Food companies, trade bodies, industry associations, and leading local and multinationals having strong local footprint in the packaged food manufacturers, have repeatedly demanded the government, Federal Board of Revenue, Customs Directorate, and respective provincial food authorities and law enforcement agencies to clamp down on these grey channels to protect consumers, prioritise their health, save loss of revenue to the government exchequer and promote businesses through documented sector. While this issue was pertinent earlier in pockets of Balochistan and some parts of Karachi, those engaged in grey trade have expanded their outreach to retail stores in Islamabad, Lahore and other major cities.
Now, the government has finally decided to clamp down on grey trade by tightening the borders in order to enforce strict implementation of SRO 237 both at federal and provincial levels.
It is important to take some strict measures now as most local manufacturers’ businesses are severely impacted due to decline in sales and hence loss of revenue for the government in terms of indirect taxation.
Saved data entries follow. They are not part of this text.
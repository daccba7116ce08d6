//! Stepped Unicode volume gauge.

use ratatui::{
    layout::Rect,
    text::{Line, Span},
    widgets::Paragraph,
    Frame,
};

use crate::app_state::VolumeGauge;
use crate::theme::{style_muted, style_playing, style_secondary};

const STEPS: [char; 7] = ['▁', '▂', '▃', '▅', '▆', '▇', '█'];

/// Number of lit steps for `percent` (0..=100, larger values saturate).
pub fn lit_steps(percent: u16) -> usize {
    let percent = percent.min(100) as usize;
    (percent * STEPS.len()).div_ceil(100)
}

/// Render the gauge right-aligned in `area`; nothing when hidden.
pub fn draw_volume(frame: &mut Frame, area: Rect, gauge: &VolumeGauge) {
    if !gauge.visible || area.width == 0 || area.height == 0 {
        return;
    }

    let lit = lit_steps(gauge.percent);
    let on: String = STEPS[..lit].iter().collect();
    let off: String = STEPS[lit..].iter().collect();

    let line = Line::from(vec![
        Span::styled("vol ", style_secondary()),
        Span::styled(on, style_playing()),
        Span::styled(off, style_muted()),
        Span::styled(format!(" {:>3}%", gauge.percent), style_secondary()),
    ])
    .right_aligned();

    frame.render_widget(Paragraph::new(line), area);
}

#[cfg(test)]
mod tests {
    use super::*;

    #[test]
    fn test_lit_steps() {
        assert_eq!(lit_steps(0), 0);
        assert_eq!(lit_steps(1), 1);
        assert_eq!(lit_steps(50), 4);
        assert_eq!(lit_steps(100), STEPS.len());
        assert_eq!(lit_steps(250), STEPS.len());
    }
}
Since they are legitimate and registered businesses regulated by laws of Pakistan, they comply with all health, quality and labelling standards set by provincial food authorities bearing additional costs. Moreover, multinationals that have large local manufacturing footprint also introduce special category of brands to test market by importing their products from their foreign counterparts in other countries legally, ensure 100 per cent compliant to the local regulatory requirement of standards. These include labelling with ingredients in local language, ensuring that shelf life is up to local standards etc. However, due to porous borders, unhindered import channels, non-compliant products pave way to local retail markets, resulting in declining volumes, higher cost of compliances and eventually loss of duties for the government.
There is a major need for all federal and provincial food authorities including Punjab Food Authority; Sindh Food Authority and PSQCA, and provincial law enforcement to coordinate with interior ministries to mobilise their institutions such as border security forces, customs intelligence to conduct raids on borders and warehouses. FIA needs to enforce Intellectual Property Rights violation through rigorous prosecution on counterfeit products and it should be mandatory for provincial food authorities to raid retail sector to deter local retailers and wholesalers from stocking smuggled products.
All in all, for one’s own safety and health, one has to make sure that the product has an expiring date. Foods that have passed its expiry date have no nutritional value. Traders at times tend to rub off the label of the expiry date. If there is no expiry or manufacturing date, then you are better off not buying the product. Reading the product label can save one, especially women and children, from future health problems.